Microneedle arrays coated with Middle East respiratory syndrome coronavirus DNA vaccine via electrospray deposition.

Abstract

Microneedle arrays have been shown to be a minimally invasive method of transdermal drug delivery. However, methods to coat these arrays often require a reservoir of the active ingredient, leading to unused and wasted material. Electrospray deposition is a targeted coating method that offers a competitive alternative for coating microneedles. By architecting the charge landscape of the setup, this technology can achieve coating deposition efficiencies nearing 100%, with little to no material wasted during the coating process. A Middle East respiratory syndrome coronavirus DNA vaccine was used as the model material to assess deposition efficiency as well as the efficacy of fragile biological materials subjected to electrospray deposition.
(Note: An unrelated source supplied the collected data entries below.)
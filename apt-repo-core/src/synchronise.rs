//! High-level pipeline: mirrors the latest release of every project.
//!
//! For each project reported by the [`ReleaseSource`], the orchestrator:
//!   - fetches the latest release and skips projects without one;
//!   - skips releases already recorded in the [`SyncState`];
//!   - reads the project config shipped with the release, if any;
//!   - resolves publish options per candidate artifact and publishes the
//!     non-excluded ones through an [`ArtifactPublisher`];
//!   - commits the release tag only if every publish succeeded.
//!
//! Projects run concurrently (bounded by [`SynchroniseConfig::concurrency`]),
//! artifacts of one project and targets of one artifact run concurrently
//! without bound. Failures stay local to their project; the run goes on and
//! the project is retried next time because its tag was never committed.
//!
//! # Navigation
//! - Main entrypoint: [`run`] (load state, synchronise, persist once)
//! - In-memory core: [`synchronise`]
//! - Output: [`SynchroniseReport`]

use std::path::PathBuf;

use futures::future::join_all;
use futures::stream::{self, StreamExt};
use regex::Regex;
use tracing::{debug, error, info, warn};

use crate::config::{is_excluded, resolve, ConfigDocument};
use crate::contract::{Artifact, Downloader, ProjectRelease, Publisher, ReleaseSource};
use crate::error::{ConfigError, SyncError};
use crate::publish::ArtifactPublisher;
use crate::state::{StateStore, SyncState};

/// Default pattern selecting which release assets are packages.
pub const DEFAULT_ASSET_PATTERN: &str = r"\.deb$";
/// Default name of the per-project config asset.
pub const DEFAULT_PROJECT_CONFIG: &str = "pkg.conf";
/// Default number of projects processed at once.
pub const DEFAULT_CONCURRENCY: usize = 8;

/// Everything a run needs besides its collaborators.
#[derive(Debug, Clone)]
pub struct SynchroniseConfig {
    pub global: ConfigDocument,
    /// Scratch space for downloads; each publish gets its own subdirectory.
    pub work_dir: PathBuf,
    pub asset_pattern: Regex,
    pub project_config_name: String,
    pub concurrency: usize,
}

impl SynchroniseConfig {
    pub fn new(global: ConfigDocument, work_dir: impl Into<PathBuf>) -> Self {
        Self {
            global,
            work_dir: work_dir.into(),
            asset_pattern: default_asset_pattern(),
            project_config_name: DEFAULT_PROJECT_CONFIG.to_owned(),
            concurrency: DEFAULT_CONCURRENCY,
        }
    }

    pub fn with_asset_pattern(mut self, pattern: &str) -> Result<Self, ConfigError> {
        self.asset_pattern = Regex::new(pattern).map_err(|source| ConfigError::Pattern {
            pattern: pattern.to_owned(),
            source,
        })?;
        Ok(self)
    }

    pub fn with_project_config_name(mut self, name: impl Into<String>) -> Self {
        self.project_config_name = name.into();
        self
    }

    pub fn with_concurrency(mut self, concurrency: usize) -> Self {
        self.concurrency = concurrency.max(1);
        self
    }
}

fn default_asset_pattern() -> Regex {
    Regex::new(DEFAULT_ASSET_PATTERN).expect("default asset pattern is a valid regex")
}

/// Result of a whole run, one entry per project.
#[derive(Debug, Default)]
pub struct SynchroniseReport {
    pub projects: Vec<ProjectReport>,
}

#[derive(Debug, Clone, PartialEq, Eq)]
pub struct ProjectReport {
    pub project: String,
    pub release: Option<String>,
    pub status: ProjectStatus,
}

#[derive(Debug, Clone, PartialEq, Eq)]
pub enum ProjectStatus {
    /// The project has not published any release.
    NoRelease,
    /// The latest release was mirrored by an earlier run.
    UpToDate,
    /// Every non-excluded artifact was published; the tag was committed.
    Published {
        published: Vec<String>,
        excluded: Vec<String>,
    },
    /// At least one artifact failed; the tag was left untouched.
    Failed {
        failed: Vec<String>,
        excluded: Vec<String>,
    },
    /// The release could not be fetched.
    Errored(String),
}

impl SynchroniseReport {
    pub fn project(&self, name: &str) -> Option<&ProjectReport> {
        self.projects.iter().find(|p| p.project == name)
    }

    pub fn count(&self, pred: impl Fn(&ProjectStatus) -> bool) -> usize {
        self.projects.iter().filter(|p| pred(&p.status)).count()
    }
}

/// Load the state, synchronise every project and persist the state once.
pub async fn run<S, D, P>(
    config: &SynchroniseConfig,
    source: &S,
    downloader: &D,
    publisher: &P,
    store: &StateStore,
) -> Result<SynchroniseReport, SyncError>
where
    S: ReleaseSource,
    D: Downloader,
    P: Publisher,
{
    let state = store.load()?;
    let report = synchronise(config, source, downloader, publisher, &state).await?;
    store.persist(&state)?;
    Ok(report)
}

/// Mirror every project's latest release, committing progress into `state`.
pub async fn synchronise<S, D, P>(
    config: &SynchroniseConfig,
    source: &S,
    downloader: &D,
    publisher: &P,
    state: &SyncState,
) -> Result<SynchroniseReport, SyncError>
where
    S: ReleaseSource,
    D: Downloader,
    P: Publisher,
{
    info!("[SYNC] Starting synchronisation");
    let projects = source.list_projects().await.map_err(|e| {
        error!(error = %e, "[SYNC][ERROR] Failed to list projects");
        SyncError::ListProjects(e)
    })?;
    info!(projects = projects.len(), "[SYNC] Listed projects");

    let artifact_publisher = ArtifactPublisher::new(downloader, publisher, &config.work_dir);
    let reports: Vec<ProjectReport> = stream::iter(projects)
        .map(|project| sync_project(config, source, downloader, &artifact_publisher, state, project))
        .buffer_unordered(config.concurrency.max(1))
        .collect()
        .await;

    let report = SynchroniseReport { projects: reports };
    info!(
        projects = report.projects.len(),
        published = report.count(|s| matches!(s, ProjectStatus::Published { .. })),
        failed = report.count(|s| matches!(s, ProjectStatus::Failed { .. } | ProjectStatus::Errored(_))),
        up_to_date = report.count(|s| *s == ProjectStatus::UpToDate),
        "[SYNC] Synchronisation finished"
    );
    Ok(report)
}

async fn sync_project<S, D, P>(
    config: &SynchroniseConfig,
    source: &S,
    downloader: &D,
    artifact_publisher: &ArtifactPublisher<'_, D, P>,
    state: &SyncState,
    project: String,
) -> ProjectReport
where
    S: ReleaseSource,
    D: Downloader,
    P: Publisher,
{
    let release = match source.latest_release(&project).await {
        Ok(Some(release)) => release,
        Ok(None) => {
            info!(project = %project, "No release for {project}, skipping");
            return ProjectReport {
                project,
                release: None,
                status: ProjectStatus::NoRelease,
            };
        }
        Err(e) => {
            error!(project = %project, error = %e, "Failed to fetch latest release of {project}");
            return ProjectReport {
                project,
                release: None,
                status: ProjectStatus::Errored(e.to_string()),
            };
        }
    };

    if !state.should_process(&project, &release.tag) {
        debug!(project = %project, tag = %release.tag, "Already mirrored");
        return ProjectReport {
            project,
            release: Some(release.tag),
            status: ProjectStatus::UpToDate,
        };
    }

    info!(project = %project, tag = %release.tag, "Mirroring {project} {}", release.tag);
    let project_config = fetch_project_config(config, downloader, &release).await;

    let mut excluded = Vec::new();
    let mut selected = Vec::new();
    for artifact in candidate_artifacts(config, &release) {
        let options = resolve(&artifact.name, &project_config, &config.global);
        if is_excluded(&options) {
            debug!(project = %project, artifact = %artifact.name, "Artifact excluded by config");
            excluded.push(artifact.name.clone());
        } else {
            selected.push((artifact, options));
        }
    }

    let outcomes = join_all(selected.iter().map(|(artifact, options)| async move {
        (
            artifact.name.clone(),
            artifact_publisher.publish(artifact, options).await,
        )
    }))
    .await;

    let (published, failed): (Vec<_>, Vec<_>) = outcomes.into_iter().partition(|(_, ok)| *ok);
    let published: Vec<String> = published.into_iter().map(|(name, _)| name).collect();
    let failed: Vec<String> = failed.into_iter().map(|(name, _)| name).collect();

    let status = if failed.is_empty() {
        state.commit(&project, &release.tag);
        info!(project = %project, tag = %release.tag, artifacts = published.len(), "Mirrored {project} {}", release.tag);
        ProjectStatus::Published { published, excluded }
    } else {
        warn!(project = %project, tag = %release.tag, failed = ?failed, "Not all artifacts of {project} published, will retry next run");
        ProjectStatus::Failed { failed, excluded }
    };

    ProjectReport {
        project,
        release: Some(release.tag),
        status,
    }
}

/// The project config shipped with `release`, or an empty document.
async fn fetch_project_config<D: Downloader>(
    config: &SynchroniseConfig,
    downloader: &D,
    release: &ProjectRelease,
) -> ConfigDocument {
    let Some(asset) = release
        .assets
        .iter()
        .find(|a| a.name == config.project_config_name)
    else {
        return ConfigDocument::new();
    };
    match downloader.fetch_text(asset).await {
        Ok(text) => ConfigDocument::parse_project(&release.project, &text),
        Err(e) => {
            warn!(project = %release.project, error = %e, "Could not fetch project config, using global config");
            ConfigDocument::new()
        }
    }
}

/// Release assets the run would consider as packages.
pub fn candidate_artifacts<'r>(config: &SynchroniseConfig, release: &'r ProjectRelease) -> Vec<&'r Artifact> {
    release
        .assets
        .iter()
        .filter(|a| config.asset_pattern.is_match(&a.name))
        .collect()
}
Trehalose and polystyrene-block-polyacrylic acid were used as excipients to encourage coating dispersion. These coatings were inserted into Sprague Dawley rats where the antigen was subsequently detected and located using immunohistochemistry. Both coatings, with and without excipients, showed that protein expression is achieved after the vaccine is subjected to electrospray, however, the presence of excipients qualitatively leads to a more disperse diffusion profile. Further, this work demonstrates the capability of electrospray deposition as a highly efficient method to coat microneedles for transdermal drug delivery.